Le Prix de l’Agrobiodiversité animale, levier de sauvegarde du patrimoine naturel

Remis pendant le Salon international de l’agriculture, le Prix national de l’Agrobiodiversité animale récompense les initiatives visant à préserver les races agricoles à faible effectif. L’occasion de mettre en avant l’importance de la biodiversité de l’élevage français.
Créé en 2012 par la Fondation du Patrimoine et le laboratoire CEVA Santé Animale, et organisé sous le haut patronage du ministère de l’Agriculture et de l’Alimentation, le Prix de l’Agrobiodiversité animale cherche à préserver la diversité de nos espèces agricoles.

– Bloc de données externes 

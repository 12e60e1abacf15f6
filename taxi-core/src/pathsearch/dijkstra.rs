//! Dijkstra distance search.

use std::collections::{HashMap, HashSet};

use crate::graph::{Edge, Node, WeightedGraph};

use super::frontier::Frontier;

/// Which way edges are followed.
#[derive(Copy, Clone, PartialEq, Eq, Debug)]
pub enum Direction {
    /// Distances from the origin to every other node.
    Forward,
    /// Distances from every other node to the origin, following edges backwards.
    Backward,
}

/// Minimum cost between `origin` and every node connected to it in the given direction.
///
/// Nodes that are not connected are absent from the result. `origin` itself maps to `0`.
/// An unknown `origin` yields an empty map.
pub fn shortest_distances<'g>(graph: &'g WeightedGraph, origin: &str, direction: Direction) -> HashMap<&'g Node, f64> {
    match graph.node(origin) {
        Some(origin) => restricted_distances(graph, origin, 0.0, direction, |_| true),
        None => HashMap::new(),
    }
}

/// Same as [`shortest_distances`], starting at `origin_cost` and following only the edges
/// accepted by `allowed`. Costs are accumulated in route order, so a forward search seeded with
/// the cost of a route prefix yields the exact cost of that prefix extended to each node.
pub(super) fn restricted_distances<'g, F>(
    graph: &'g WeightedGraph,
    origin: &'g Node,
    origin_cost: f64,
    direction: Direction,
    allowed: F,
) -> HashMap<&'g Node, f64>
    where F: Fn(&Edge) -> bool
{
    let mut distances = HashMap::<&Node, f64>::new();

    // Algorithm state
    let mut explored = HashSet::<&Node>::new();
    let mut frontier = Frontier::<&Node>::new();

    frontier.push(origin, origin_cost);

    // Run until we have visited every node in the frontier
    while let Some((id, cost)) = frontier.pop() {
        explored.insert(id);
        distances.insert(id, cost);

        let edges = match direction {
            Direction::Forward => graph.edges_from(id.as_str()),
            Direction::Backward => graph.edges_into(id.as_str()),
        };

        for edge in edges.iter().filter(|&e| allowed(e)) {
            let n_node = match direction {
                Direction::Forward => &edge.destination,
                Direction::Backward => &edge.source,
            };

            if explored.contains(n_node) {
                continue;
            }

            frontier.try_insert_or_decrease_cost(&n_node, cost + edge.cost);
        }
    }

    distances
}

#[cfg(test)]
mod tests {
    use super::*;

    fn sample() -> WeightedGraph {
        let mut g = WeightedGraph::new();
        for (s, d, w) in &[
            ("1", "2", 7.0), ("1", "3", 9.0), ("1", "6", 14.0),
            ("2", "3", 10.0), ("2", "4", 15.0),
            ("3", "4", 11.0), ("3", "6", 2.0),
            ("4", "5", 6.0),
            ("6", "5", 9.0),
        ] {
            g.add_edge(*s, *d, *w).unwrap();
        }
        g
    }

    fn dist(d: &HashMap<&Node, f64>, n: &str) -> Option<f64> {
        d.get(&Node::from(n)).copied()
    }

    #[test]
    fn test_forward_distances() {
        let g = sample();
        let d = shortest_distances(&g, "1", Direction::Forward);
        assert_eq!(dist(&d, "1"), Some(0.0));
        assert_eq!(dist(&d, "2"), Some(7.0));
        assert_eq!(dist(&d, "3"), Some(9.0));
        assert_eq!(dist(&d, "4"), Some(20.0));
        assert_eq!(dist(&d, "5"), Some(20.0));
        assert_eq!(dist(&d, "6"), Some(11.0));
    }

    #[test]
    fn test_backward_distances() {
        let g = sample();
        let d = shortest_distances(&g, "5", Direction::Backward);
        assert_eq!(dist(&d, "5"), Some(0.0));
        assert_eq!(dist(&d, "4"), Some(6.0));
        assert_eq!(dist(&d, "6"), Some(9.0));
        assert_eq!(dist(&d, "3"), Some(11.0));
        assert_eq!(dist(&d, "1"), Some(20.0));

        // Edges are directed: nothing reaches "1"
        let d = shortest_distances(&g, "1", Direction::Backward);
        assert_eq!(d.len(), 1);
    }

    #[test]
    fn test_restricted_distances() {
        let g = sample();
        let origin = g.node("1").unwrap();

        // Without 1 -> 3, node 3 is only reached through 2
        let d = restricted_distances(&g, origin, 5.0, Direction::Forward, |e| !(e.source.as_str() == "1" && e.destination.as_str() == "3"));
        assert_eq!(dist(&d, "1"), Some(5.0));
        assert_eq!(dist(&d, "3"), Some(22.0));
        assert_eq!(dist(&d, "6"), Some(19.0));

        // Node 3 cut off entirely
        let d = restricted_distances(&g, origin, 0.0, Direction::Forward, |e| e.destination.as_str() != "3");
        assert_eq!(dist(&d, "3"), None);
        assert_eq!(dist(&d, "4"), Some(22.0));
        assert_eq!(dist(&d, "5"), Some(23.0));
    }

    #[test]
    fn test_unknown_origin() {
        let g = sample();
        assert!(shortest_distances(&g, "42", Direction::Forward).is_empty());
    }
}
//! Frontier for the Dijkstra algorithm.

use std::cmp::Reverse;
use std::collections::HashMap;
use std::hash::Hash;

use crate::cost::OrdCost;

/// Frontier for the Dijkstra algorithm.
/// Internally uses binary search to maintain priority queue and hashmap-based index.
pub(super) struct Frontier<T> {
    /// Stores items in cost-descending order, ties in tag-descending order,
    /// so the item with the lowest cost and the smallest tag is placed at the end of the array.
    queue: Vec<(T, f64)>,

    /// Links node tag `<T>` to the index in the `queue`.
    index: HashMap<T, usize>,
}

impl<T> Frontier<T> where T: Clone + Ord + Eq + Hash {
    pub fn new() -> Frontier<T> {
        Frontier {
            queue: Vec::new(),
            index: HashMap::new(),
        }
    }

    fn key_fn(item: &(T, f64)) -> (Reverse<OrdCost>, Reverse<T>) {
        let (t, w) = item;
        (Reverse(OrdCost(*w)), Reverse(t.clone()))
    }

    /// Find position in the queue where to insert a new item.
    fn insertion_pos(&self, item: &(T, f64)) -> usize {
        match self.queue.binary_search_by_key(&Self::key_fn(item), Self::key_fn) {
            Ok(index) | Err(index) => index
        }
    }

    fn insert_at(&mut self, index: usize, item: (T, f64)) {
        self.index.iter_mut().for_each(|(_, old_idx)| if *old_idx >= index { *old_idx += 1; });
        self.index.insert(item.0.clone(), index);
        self.queue.insert(index, item);
    }

    /// Insert a node with associated cost into the priority queue.
    pub fn push(&mut self, tag: T, cost: f64) {
        let item = (tag, cost);
        let index = self.insertion_pos(&item);
        self.insert_at(index, item);
    }

    /// Extract node with the least cost from the queue, smallest tag first on ties.
    pub fn pop(&mut self) -> Option<(T, f64)> {
        let (tag, cost) = self.queue.pop()?;
        // The highest index was removed, other indices stay valid.
        self.index.remove(&tag);
        Some((tag, cost))
    }

    /// Insert a node if it is not in the queue yet,
    /// otherwise update associated cost if the new cost is less than the existing one.
    /// Returns `true` if the node was either inserted or updated.
    pub fn try_insert_or_decrease_cost(&mut self, tag: &T, new_cost: f64) -> bool {
        match self.index.get(tag) {
            Some(&i) if new_cost < self.queue[i].1 => {
                self.queue.remove(i);
                self.index.remove(tag);
                self.index.iter_mut().for_each(|(_, old_idx)| if *old_idx > i { *old_idx -= 1; });
                self.push(tag.clone(), new_cost);
                true
            }
            Some(_) => false,
            None => {
                self.push(tag.clone(), new_cost);
                true
            }
        }
    }
}

#[test]
fn test_push_pop() {
    let mut f = Frontier::new();
    assert_eq!(f.pop(), None);

    f.push("N", 1.0);
    assert_eq!(f.pop(), Some(("N", 1.0)));
    assert_eq!(f.pop(), None);

    f.push("X", 2.0);
    f.push("Y", 1.0);
    assert_eq!(f.pop(), Some(("Y", 1.0)));
    assert_eq!(f.pop(), Some(("X", 2.0)));
    assert_eq!(f.pop(), None);
}

#[test]
fn test_ties_pop_smallest_tag_first() {
    let mut f = Frontier::new();
    f.push("C", 1.0);
    f.push("A", 1.0);
    f.push("B", 1.0);
    f.push("Z", 0.5);
    assert_eq!(f.pop(), Some(("Z", 0.5)));
    assert_eq!(f.pop(), Some(("A", 1.0)));
    assert_eq!(f.pop(), Some(("B", 1.0)));
    assert_eq!(f.pop(), Some(("C", 1.0)));
    assert_eq!(f.pop(), None);
}

#[test]
fn test_decrease_cost() {
    let mut f = Frontier::new();

    assert_eq!(f.try_insert_or_decrease_cost(&"A", 1.0), true);
    assert_eq!(f.pop(), Some(("A", 1.0)));
    assert_eq!(f.pop(), None);

    f.push("X", 1.0);
    assert_eq!(f.try_insert_or_decrease_cost(&"X", 2.0), false);
    assert_eq!(f.pop(), Some(("X", 1.0)));
    assert_eq!(f.pop(), None);

    f.push("X", 1.0);
    f.push("Y", 3.0);
    f.push("W", 4.0);
    assert_eq!(f.try_insert_or_decrease_cost(&"W", 2.0), true);
    assert_eq!(f.try_insert_or_decrease_cost(&"Y", 0.5), true);
    assert_eq!(f.pop(), Some(("Y", 0.5)));
    assert_eq!(f.pop(), Some(("X", 1.0)));
    assert_eq!(f.pop(), Some(("W", 2.0)));
    assert_eq!(f.pop(), None);
}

Un concours qui valorise les éleveurs et leurs produits
Souvent délaissées pour des races plus productives, les races à faible effectif sont mises à l’honneur chaque année avec ce concours. Les candidats doivent répondre à trois critères :
- la valorisation économique du projet ;
- la dimension patrimoniale et socio-environnementale du projet sur un territoire donné ;
- les actions de sensibilisation et/ou de communication autour d’une race à préserver.
Dans les années 1970, les acteurs institutionnels et scientifiques ont pris conscience de la perte de biodiversité. Comme l’explique Olivier Le Gal, chargé de mission Génétique animale à la DGPE et juré pour ce Prix : « De nombreuses races animales locales ont disparu ou vu leurs effectifs fondre au fil des ans. »
Aujourd’hui, ces races permettent à certains éleveurs de mieux valoriser économiquement leurs produits en misant notamment sur la commercialisation en circuit court de produits de qualité. Ces marchés de niches sont complémentaires des productions plus standardisés et permettent de préserver pour l’avenir des « patrimoines génétiques » complémentaires de ceux des « grandes races ».
Des actions pour freiner la perte de biodiversité
En collaboration avec les éleveurs, de nombreuses actions sont mises en œuvre pour freiner ces disparitions. Plan d’action mondial, création de banques de gènes, aides financières et travail de terrain ont permis le sauvetage de plusieurs races françaises. Cela passe aussi par la remise du Prix national de l’Agrobiodiversité animale, qui permet un soutien aux initiatives de préservation, avec la remise d’une dotation financière pour les lauréats.
Il existe de nombreux critères permettant de caractériser une race « à faible effectif », mais le nombre de femelles reproductrices est particulièrement pris en compte. On dénombre ainsi plus de soixante races à faible effectif, toutes espèces confondues.
Source : Alim’Agri.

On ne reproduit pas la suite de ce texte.